Federated Farmers' bottom lines were that methane targets would be reviewed; viable and cost-effective tools would be available for farmers, and no emissions leakage would occur.
"Today's government announcement gives us a lot of confidence for the future," Langford said.
DairyNZ chair Jim van der Poel said the announcement was positive, after a lot of uncertainty for dairy farmers.
If the previous government's policy had continued, production would have been shifted to less-efficient milk producers offshore. This would have hurt farmers and the economy and led to more global emissions.
He said all paths ahead must take a science-based approach.
"While there are currently no significant technologies to reduce methane emissions from New Zealand pastoral farms, our farmers continue to make strong progress towards measuring on-farm emissions, and we look forward to contributing to the government's methane-reduction work."

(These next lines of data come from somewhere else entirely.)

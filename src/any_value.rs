use crate::cell::{Cell, Holder};
use crate::error::BadAnyCast;
use crate::TypeInfo;
use std::fmt;

/// A container for a single value of any cloneable type
///
/// `AnyValue` owns at most one value behind a uniform handle. The concrete type
/// is recorded when the value is stored and checked again whenever the value is
/// read back, so a value can only ever be extracted as exactly the type it was
/// stored as.
///
/// Cloning an `AnyValue` clones the held value, whatever its type. Storing a
/// value of a different type simply replaces the previous one.
///
/// # Examples
///
/// ```
/// use sovran_vocab::{any_cast, AnyValue, BadAnyCast, TypeInfo};
///
/// let mut value = AnyValue::new(42i32);
/// assert_eq!(value.type_info(), TypeInfo::of::<i32>());
/// assert_eq!(any_cast::<i32>(&value)?, 42);
///
/// value.set(String::from("hello"));
/// assert!(value.is::<String>());
/// assert!(matches!(any_cast::<i32>(&value), Err(BadAnyCast::TypeMismatch { .. })));
///
/// value.clear();
/// assert!(!value.has_value());
/// # Ok::<(), BadAnyCast>(())
/// ```
#[derive(Default)]
pub struct AnyValue {
    cell: Option<Box<dyn Cell>>,
}

impl AnyValue {
    /// Creates an empty value
    pub const fn empty() -> Self {
        Self { cell: None }
    }

    /// Stores `value`
    ///
    /// Passing an `AnyValue` adopts it instead of nesting one container inside
    /// another.
    ///
    /// ```
    /// use sovran_vocab::{AnyValue, TypeInfo};
    ///
    /// let inner = AnyValue::new(1.5f64);
    /// let outer = AnyValue::new(inner);
    /// assert_eq!(outer.type_info(), TypeInfo::of::<f64>());
    /// ```
    pub fn new<T: Clone + 'static>(value: T) -> Self {
        let mut slot = Some(value);
        let erased: &mut dyn std::any::Any = &mut slot;
        if let Some(adopted) = erased.downcast_mut::<Option<AnyValue>>() {
            return adopted.take().unwrap_or_default();
        }
        Self {
            cell: slot.map(Holder::boxed),
        }
    }

    /// Constructs a `T` from constructor arguments directly into a new value
    ///
    /// ```
    /// use sovran_vocab::AnyValue;
    ///
    /// #[derive(Clone, Debug, PartialEq)]
    /// struct Point { x: i32, y: i32 }
    ///
    /// impl From<(i32, i32)> for Point {
    ///     fn from((x, y): (i32, i32)) -> Self { Point { x, y } }
    /// }
    ///
    /// let value = AnyValue::in_place::<Point, _>((42, 24));
    /// assert_eq!(value.downcast_ref::<Point>(), Some(&Point { x: 42, y: 24 }));
    /// ```
    pub fn in_place<T, A>(args: A) -> Self
    where
        T: From<A> + Clone + 'static,
    {
        Self::with(|| T::from(args))
    }

    /// Stores the value produced by `make`
    ///
    /// As with [`AnyValue::new`], an `AnyValue` produced by `make` is adopted.
    pub fn with<T, F>(make: F) -> Self
    where
        T: Clone + 'static,
        F: FnOnce() -> T,
    {
        Self::new(make())
    }

    /// Returns true if a value is held
    pub fn has_value(&self) -> bool {
        self.cell.is_some()
    }

    /// Returns true if no value is held
    pub fn is_empty(&self) -> bool {
        self.cell.is_none()
    }

    /// Returns true if a value of exactly type `T` is held
    pub fn is<T: 'static>(&self) -> bool {
        self.cell.as_ref().is_some_and(|cell| cell.is::<T>())
    }

    /// Identity of the held value's type, or [`TypeInfo::void`] when empty
    pub fn type_info(&self) -> TypeInfo {
        self.cell
            .as_ref()
            .map_or_else(TypeInfo::void, |cell| cell.type_info())
    }

    /// Destroys the held value, if any
    pub fn clear(&mut self) {
        if let Some(cell) = self.cell.take() {
            crate::trace!(stored = cell.type_info().name(), "clearing any value");
            drop(cell);
        }
    }

    /// Replaces the held value with `value`, whatever the previous type was
    pub fn set<T: Clone + 'static>(&mut self, value: T) {
        let next = AnyValue::new(value);
        crate::trace!(
            previous = self.type_info().name(),
            next = next.type_info().name(),
            "replacing any value"
        );
        self.clear();
        *self = next;
    }

    /// Replaces the held value with a `T` built from constructor arguments
    /// and returns a reference to it
    ///
    /// When `T` is `AnyValue` the built value is adopted and the returned
    /// reference is `self`.
    pub fn emplace<T, A>(&mut self, args: A) -> &mut T
    where
        T: From<A> + Clone + 'static,
    {
        self.clear();
        self.set(T::from(args));
        let value = if TypeInfo::of::<T>().is::<AnyValue>() {
            (self as &mut dyn std::any::Any).downcast_mut::<T>()
        } else {
            self.downcast_mut::<T>()
        };
        match value {
            Some(value) => value,
            None => unreachable!("freshly stored value is a `{}`", TypeInfo::of::<T>()),
        }
    }

    /// Moves the held value out, leaving `self` empty
    pub fn take(&mut self) -> AnyValue {
        AnyValue {
            cell: self.cell.take(),
        }
    }

    /// Reference to the held value if it is exactly a `T`
    pub fn downcast_ref<T: 'static>(&self) -> Option<&T> {
        self.cell.as_ref()?.downcast_ref::<T>()
    }

    /// Mutable reference to the held value if it is exactly a `T`
    pub fn downcast_mut<T: 'static>(&mut self) -> Option<&mut T> {
        self.cell.as_mut()?.downcast_mut::<T>()
    }

    /// Copy of the held value
    ///
    /// # Errors
    ///
    /// - Returns `BadAnyCast::Empty` if no value is held
    /// - Returns `BadAnyCast::TypeMismatch` if the held value is not exactly a `T`
    pub fn cast<T: Clone + 'static>(&self) -> Result<T, BadAnyCast> {
        self.downcast_ref::<T>()
            .cloned()
            .ok_or_else(|| self.mismatch::<T>())
    }

    /// Moves the held value out of the container
    ///
    /// # Errors
    ///
    /// Same conditions as [`AnyValue::cast`]. On error the container is dropped.
    pub fn into_inner<T: 'static>(self) -> Result<T, BadAnyCast> {
        let requested = TypeInfo::of::<T>();
        match self.cell {
            None => Err(BadAnyCast::Empty { requested }),
            Some(cell) => cell
                .downcast::<T>()
                .map_err(|stored| BadAnyCast::TypeMismatch { stored, requested }),
        }
    }

    pub(crate) fn mismatch<T: 'static>(&self) -> BadAnyCast {
        BadAnyCast::new(self.type_info(), TypeInfo::of::<T>())
    }
}

impl Clone for AnyValue {
    fn clone(&self) -> Self {
        Self {
            cell: self.cell.as_ref().map(|cell| cell.clone_cell()),
        }
    }

    fn clone_from(&mut self, source: &Self) {
        self.clear();
        self.cell = source.cell.as_ref().map(|cell| cell.clone_cell());
    }
}

impl fmt::Debug for AnyValue {
    fn fmt(&self, f: &mut fmt::Formatter<'_>) -> fmt::Result {
        match &self.cell {
            Some(cell) => write!(f, "AnyValue({})", cell.type_info()),
            None => f.write_str("AnyValue(<empty>)"),
        }
    }
}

DairyNZ would continue work on affordable and effective tools and technologies for reducing emissions at farm level, "including testing methane-reducing compounds and delivery options for our pasture-based farms, and exploring low-emissions forages and genetics".
The government has previously indicated it will introduce a fair, practical pricing system by 2030.
"As a sector, we need clarity around targets and how a pricing mechanism would work with appropriate timeframes and incentives, as well as a selection of practical solutions for use on farm, before any emissions pricing system can be effective," van der Poel said.